DATASET CONTENT Start Marker

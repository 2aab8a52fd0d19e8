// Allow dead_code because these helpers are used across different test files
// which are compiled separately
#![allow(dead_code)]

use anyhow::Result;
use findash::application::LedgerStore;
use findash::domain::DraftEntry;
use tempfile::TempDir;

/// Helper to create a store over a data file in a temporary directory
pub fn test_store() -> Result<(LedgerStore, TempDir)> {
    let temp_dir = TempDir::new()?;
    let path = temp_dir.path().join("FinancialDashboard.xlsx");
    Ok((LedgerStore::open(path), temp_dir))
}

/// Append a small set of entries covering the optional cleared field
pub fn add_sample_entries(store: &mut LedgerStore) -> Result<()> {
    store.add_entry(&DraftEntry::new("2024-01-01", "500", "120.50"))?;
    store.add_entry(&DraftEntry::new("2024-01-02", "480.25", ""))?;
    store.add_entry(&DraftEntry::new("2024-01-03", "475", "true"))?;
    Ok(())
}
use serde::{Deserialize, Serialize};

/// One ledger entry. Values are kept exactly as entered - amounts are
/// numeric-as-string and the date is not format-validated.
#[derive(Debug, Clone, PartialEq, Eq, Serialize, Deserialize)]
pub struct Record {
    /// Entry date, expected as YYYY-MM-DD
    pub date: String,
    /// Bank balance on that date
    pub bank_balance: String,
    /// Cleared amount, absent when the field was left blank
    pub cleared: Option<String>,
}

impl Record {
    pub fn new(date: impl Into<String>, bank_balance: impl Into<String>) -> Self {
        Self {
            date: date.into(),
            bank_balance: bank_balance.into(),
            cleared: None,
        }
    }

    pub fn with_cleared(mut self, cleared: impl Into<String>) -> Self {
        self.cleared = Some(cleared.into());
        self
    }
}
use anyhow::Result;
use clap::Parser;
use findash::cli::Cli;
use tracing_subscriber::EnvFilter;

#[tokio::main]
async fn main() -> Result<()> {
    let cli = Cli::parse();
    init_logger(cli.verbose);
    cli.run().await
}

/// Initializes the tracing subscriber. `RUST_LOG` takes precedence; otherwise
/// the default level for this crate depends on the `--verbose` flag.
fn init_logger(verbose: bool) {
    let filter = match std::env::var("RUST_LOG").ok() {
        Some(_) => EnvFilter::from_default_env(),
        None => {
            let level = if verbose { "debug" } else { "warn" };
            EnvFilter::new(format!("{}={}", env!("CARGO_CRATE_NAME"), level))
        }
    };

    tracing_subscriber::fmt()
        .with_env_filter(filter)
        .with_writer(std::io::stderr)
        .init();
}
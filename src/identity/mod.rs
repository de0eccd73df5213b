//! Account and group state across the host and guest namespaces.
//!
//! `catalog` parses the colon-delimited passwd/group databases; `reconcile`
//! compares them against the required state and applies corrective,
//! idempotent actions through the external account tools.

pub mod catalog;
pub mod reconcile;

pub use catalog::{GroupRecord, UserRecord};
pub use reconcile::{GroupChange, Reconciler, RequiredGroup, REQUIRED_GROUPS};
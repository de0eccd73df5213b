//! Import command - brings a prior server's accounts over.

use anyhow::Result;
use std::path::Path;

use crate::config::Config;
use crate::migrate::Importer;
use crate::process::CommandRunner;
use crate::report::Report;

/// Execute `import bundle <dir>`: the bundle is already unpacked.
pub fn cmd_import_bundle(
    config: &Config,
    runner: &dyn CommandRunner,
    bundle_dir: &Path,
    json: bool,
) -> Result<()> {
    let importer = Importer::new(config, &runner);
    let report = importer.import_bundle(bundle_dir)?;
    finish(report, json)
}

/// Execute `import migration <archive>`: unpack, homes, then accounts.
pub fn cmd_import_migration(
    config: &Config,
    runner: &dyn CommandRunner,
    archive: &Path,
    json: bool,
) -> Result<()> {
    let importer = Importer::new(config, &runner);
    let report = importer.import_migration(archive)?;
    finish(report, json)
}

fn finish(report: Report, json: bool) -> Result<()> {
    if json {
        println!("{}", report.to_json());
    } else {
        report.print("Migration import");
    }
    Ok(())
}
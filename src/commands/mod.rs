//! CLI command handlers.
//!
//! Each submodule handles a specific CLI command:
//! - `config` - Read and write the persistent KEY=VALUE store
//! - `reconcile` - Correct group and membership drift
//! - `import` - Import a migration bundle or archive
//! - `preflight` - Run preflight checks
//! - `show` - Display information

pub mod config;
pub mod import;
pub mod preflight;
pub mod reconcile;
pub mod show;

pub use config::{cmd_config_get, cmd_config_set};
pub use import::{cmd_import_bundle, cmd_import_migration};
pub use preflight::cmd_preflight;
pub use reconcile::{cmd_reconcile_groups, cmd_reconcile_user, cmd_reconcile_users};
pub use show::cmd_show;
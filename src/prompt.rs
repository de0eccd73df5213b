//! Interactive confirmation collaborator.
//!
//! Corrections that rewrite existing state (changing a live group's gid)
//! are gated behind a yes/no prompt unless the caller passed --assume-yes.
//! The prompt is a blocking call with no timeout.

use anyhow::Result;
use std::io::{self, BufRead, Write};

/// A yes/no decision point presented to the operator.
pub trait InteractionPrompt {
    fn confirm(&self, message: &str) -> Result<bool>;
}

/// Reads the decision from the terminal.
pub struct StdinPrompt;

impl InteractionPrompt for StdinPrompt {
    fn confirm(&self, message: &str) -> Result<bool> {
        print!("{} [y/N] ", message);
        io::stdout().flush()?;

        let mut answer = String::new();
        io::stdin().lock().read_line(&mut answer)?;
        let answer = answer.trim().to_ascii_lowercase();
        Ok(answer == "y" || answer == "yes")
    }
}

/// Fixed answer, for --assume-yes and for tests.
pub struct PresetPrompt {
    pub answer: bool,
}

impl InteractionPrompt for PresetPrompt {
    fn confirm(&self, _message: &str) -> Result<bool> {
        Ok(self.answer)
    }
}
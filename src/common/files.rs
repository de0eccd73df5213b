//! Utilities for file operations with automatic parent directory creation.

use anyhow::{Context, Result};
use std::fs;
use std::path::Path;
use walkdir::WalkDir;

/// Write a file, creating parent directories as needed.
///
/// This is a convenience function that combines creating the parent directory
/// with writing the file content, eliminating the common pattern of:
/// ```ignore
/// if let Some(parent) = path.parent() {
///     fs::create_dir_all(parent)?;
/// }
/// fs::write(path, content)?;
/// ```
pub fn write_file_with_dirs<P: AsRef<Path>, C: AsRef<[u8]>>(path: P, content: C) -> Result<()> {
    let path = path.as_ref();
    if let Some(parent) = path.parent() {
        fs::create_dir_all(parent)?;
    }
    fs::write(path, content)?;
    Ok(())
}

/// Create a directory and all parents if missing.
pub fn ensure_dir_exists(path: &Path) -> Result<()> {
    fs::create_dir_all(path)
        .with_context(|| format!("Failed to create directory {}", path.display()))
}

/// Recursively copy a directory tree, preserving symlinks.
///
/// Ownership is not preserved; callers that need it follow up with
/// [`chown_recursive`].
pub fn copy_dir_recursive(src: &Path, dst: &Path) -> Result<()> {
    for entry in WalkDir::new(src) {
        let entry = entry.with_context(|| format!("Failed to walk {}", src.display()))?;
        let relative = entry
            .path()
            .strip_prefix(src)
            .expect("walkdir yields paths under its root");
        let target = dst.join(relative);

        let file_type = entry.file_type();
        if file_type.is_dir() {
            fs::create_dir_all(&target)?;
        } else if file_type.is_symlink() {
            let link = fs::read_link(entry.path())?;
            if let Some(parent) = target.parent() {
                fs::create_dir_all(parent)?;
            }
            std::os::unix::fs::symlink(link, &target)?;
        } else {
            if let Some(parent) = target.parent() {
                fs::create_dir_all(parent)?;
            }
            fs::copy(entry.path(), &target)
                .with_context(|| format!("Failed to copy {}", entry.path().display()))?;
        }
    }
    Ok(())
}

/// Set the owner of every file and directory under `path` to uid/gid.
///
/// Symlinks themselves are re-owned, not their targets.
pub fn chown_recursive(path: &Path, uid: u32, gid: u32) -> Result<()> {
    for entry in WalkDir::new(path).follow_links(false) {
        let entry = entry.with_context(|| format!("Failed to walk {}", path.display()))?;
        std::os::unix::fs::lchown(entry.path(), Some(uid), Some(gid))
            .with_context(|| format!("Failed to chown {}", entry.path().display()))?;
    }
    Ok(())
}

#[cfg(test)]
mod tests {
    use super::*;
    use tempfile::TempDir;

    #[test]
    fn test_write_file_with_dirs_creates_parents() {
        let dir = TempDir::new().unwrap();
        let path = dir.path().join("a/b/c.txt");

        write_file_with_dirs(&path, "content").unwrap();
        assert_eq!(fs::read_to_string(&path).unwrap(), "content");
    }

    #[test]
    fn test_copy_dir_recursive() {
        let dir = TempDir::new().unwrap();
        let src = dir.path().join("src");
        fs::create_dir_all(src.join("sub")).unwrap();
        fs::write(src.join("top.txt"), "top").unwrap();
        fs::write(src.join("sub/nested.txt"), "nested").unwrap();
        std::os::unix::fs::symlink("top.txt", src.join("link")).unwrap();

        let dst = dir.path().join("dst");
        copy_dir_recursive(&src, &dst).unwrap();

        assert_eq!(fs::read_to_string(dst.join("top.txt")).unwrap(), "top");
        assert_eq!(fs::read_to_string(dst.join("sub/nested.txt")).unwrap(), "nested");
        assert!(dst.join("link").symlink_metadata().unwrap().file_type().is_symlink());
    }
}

DATASET CONTENT End Marker
DATASET CONTENT Start Marker

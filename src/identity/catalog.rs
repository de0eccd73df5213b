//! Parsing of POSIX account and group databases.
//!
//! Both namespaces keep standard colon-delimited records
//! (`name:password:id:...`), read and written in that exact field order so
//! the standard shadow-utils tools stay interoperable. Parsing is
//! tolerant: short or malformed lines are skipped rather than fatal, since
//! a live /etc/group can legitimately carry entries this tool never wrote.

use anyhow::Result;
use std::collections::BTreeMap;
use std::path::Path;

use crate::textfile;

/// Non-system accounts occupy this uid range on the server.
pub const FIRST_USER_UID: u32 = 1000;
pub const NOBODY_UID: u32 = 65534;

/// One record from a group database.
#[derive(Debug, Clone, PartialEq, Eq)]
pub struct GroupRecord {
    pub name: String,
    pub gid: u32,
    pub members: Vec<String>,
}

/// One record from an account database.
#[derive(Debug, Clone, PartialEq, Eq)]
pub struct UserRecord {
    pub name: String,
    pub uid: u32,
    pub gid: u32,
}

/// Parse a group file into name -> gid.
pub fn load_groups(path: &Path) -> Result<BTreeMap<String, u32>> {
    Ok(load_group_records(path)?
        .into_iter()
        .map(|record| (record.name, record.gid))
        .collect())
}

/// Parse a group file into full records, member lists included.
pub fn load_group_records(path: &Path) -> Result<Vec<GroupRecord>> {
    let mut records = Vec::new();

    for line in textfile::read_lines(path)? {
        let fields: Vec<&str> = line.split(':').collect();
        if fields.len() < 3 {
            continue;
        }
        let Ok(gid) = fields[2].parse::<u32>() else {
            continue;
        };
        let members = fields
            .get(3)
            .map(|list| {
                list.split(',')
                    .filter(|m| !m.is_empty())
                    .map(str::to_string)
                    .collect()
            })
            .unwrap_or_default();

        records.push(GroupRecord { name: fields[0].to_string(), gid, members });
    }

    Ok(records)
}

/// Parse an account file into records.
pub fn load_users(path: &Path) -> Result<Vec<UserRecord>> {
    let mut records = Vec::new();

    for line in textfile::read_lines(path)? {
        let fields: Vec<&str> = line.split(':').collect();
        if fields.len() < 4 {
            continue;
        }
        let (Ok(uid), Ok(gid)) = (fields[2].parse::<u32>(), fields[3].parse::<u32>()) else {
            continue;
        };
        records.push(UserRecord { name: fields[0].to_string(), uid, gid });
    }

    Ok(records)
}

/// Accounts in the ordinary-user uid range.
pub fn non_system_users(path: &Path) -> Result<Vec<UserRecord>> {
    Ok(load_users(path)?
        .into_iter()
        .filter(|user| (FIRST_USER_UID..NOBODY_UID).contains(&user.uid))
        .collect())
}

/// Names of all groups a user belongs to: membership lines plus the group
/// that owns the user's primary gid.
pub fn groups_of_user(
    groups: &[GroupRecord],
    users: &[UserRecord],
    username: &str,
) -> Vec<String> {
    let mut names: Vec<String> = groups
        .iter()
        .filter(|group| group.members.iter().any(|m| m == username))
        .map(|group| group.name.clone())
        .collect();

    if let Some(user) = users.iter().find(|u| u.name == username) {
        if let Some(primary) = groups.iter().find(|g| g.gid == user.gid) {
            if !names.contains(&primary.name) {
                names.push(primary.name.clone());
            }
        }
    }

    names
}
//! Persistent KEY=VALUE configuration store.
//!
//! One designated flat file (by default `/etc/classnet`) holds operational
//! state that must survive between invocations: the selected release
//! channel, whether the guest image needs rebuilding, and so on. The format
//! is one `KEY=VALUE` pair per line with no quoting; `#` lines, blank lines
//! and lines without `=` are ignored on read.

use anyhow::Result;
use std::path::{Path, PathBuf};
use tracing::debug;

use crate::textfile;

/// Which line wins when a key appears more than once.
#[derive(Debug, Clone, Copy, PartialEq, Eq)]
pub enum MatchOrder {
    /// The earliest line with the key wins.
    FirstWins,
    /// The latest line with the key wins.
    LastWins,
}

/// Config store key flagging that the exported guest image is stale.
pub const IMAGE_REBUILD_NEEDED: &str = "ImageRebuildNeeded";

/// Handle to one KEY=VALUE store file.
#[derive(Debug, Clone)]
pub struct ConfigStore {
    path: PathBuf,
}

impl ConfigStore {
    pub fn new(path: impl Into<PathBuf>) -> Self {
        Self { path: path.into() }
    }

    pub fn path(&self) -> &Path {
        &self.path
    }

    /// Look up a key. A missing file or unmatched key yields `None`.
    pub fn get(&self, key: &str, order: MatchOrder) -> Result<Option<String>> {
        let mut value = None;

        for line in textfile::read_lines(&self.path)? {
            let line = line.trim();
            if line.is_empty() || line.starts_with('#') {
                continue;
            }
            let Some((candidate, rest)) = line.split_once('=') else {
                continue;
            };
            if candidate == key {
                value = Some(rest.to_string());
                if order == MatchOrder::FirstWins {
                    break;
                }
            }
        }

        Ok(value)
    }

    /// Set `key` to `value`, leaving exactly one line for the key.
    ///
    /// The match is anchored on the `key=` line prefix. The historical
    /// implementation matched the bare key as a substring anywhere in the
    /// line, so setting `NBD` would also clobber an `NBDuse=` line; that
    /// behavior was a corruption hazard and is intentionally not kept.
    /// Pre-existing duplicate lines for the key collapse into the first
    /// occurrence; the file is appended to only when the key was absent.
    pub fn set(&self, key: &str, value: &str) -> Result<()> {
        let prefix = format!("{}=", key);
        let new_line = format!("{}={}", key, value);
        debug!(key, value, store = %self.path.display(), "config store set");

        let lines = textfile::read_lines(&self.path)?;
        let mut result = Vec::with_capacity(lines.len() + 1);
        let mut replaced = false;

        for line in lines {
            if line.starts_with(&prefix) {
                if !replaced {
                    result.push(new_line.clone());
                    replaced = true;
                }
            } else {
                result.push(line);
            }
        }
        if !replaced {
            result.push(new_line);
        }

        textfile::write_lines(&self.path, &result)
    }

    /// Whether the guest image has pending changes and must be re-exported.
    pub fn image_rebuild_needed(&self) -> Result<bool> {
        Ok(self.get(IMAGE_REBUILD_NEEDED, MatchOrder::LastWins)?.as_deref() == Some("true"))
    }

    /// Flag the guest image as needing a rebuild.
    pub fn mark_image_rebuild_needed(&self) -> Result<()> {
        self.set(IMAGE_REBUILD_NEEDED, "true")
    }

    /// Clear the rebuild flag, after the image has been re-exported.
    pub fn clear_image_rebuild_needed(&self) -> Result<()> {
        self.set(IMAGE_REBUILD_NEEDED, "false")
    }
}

DATASET CONTENT End Marker

## PROBLEM DETAILS
In the entries above, find the line holding "repository 2aab8a52fd0d19e8" and the line holding "pub fn test_store()", then retype exactly those two lines and every line between them, and nothing else.

## SOLUTION TO THIS PROBLEM
repository 2aab8a52fd0d19e8
// Allow dead_code because these helpers are used across different test files
// which are compiled separately
#![allow(dead_code)]

use anyhow::Result;
use findash::application::LedgerStore;
use findash::domain::DraftEntry;
use tempfile::TempDir;

/// Helper to create a store over a data file in a temporary directory
pub fn test_store() -> Result<(LedgerStore, TempDir)> {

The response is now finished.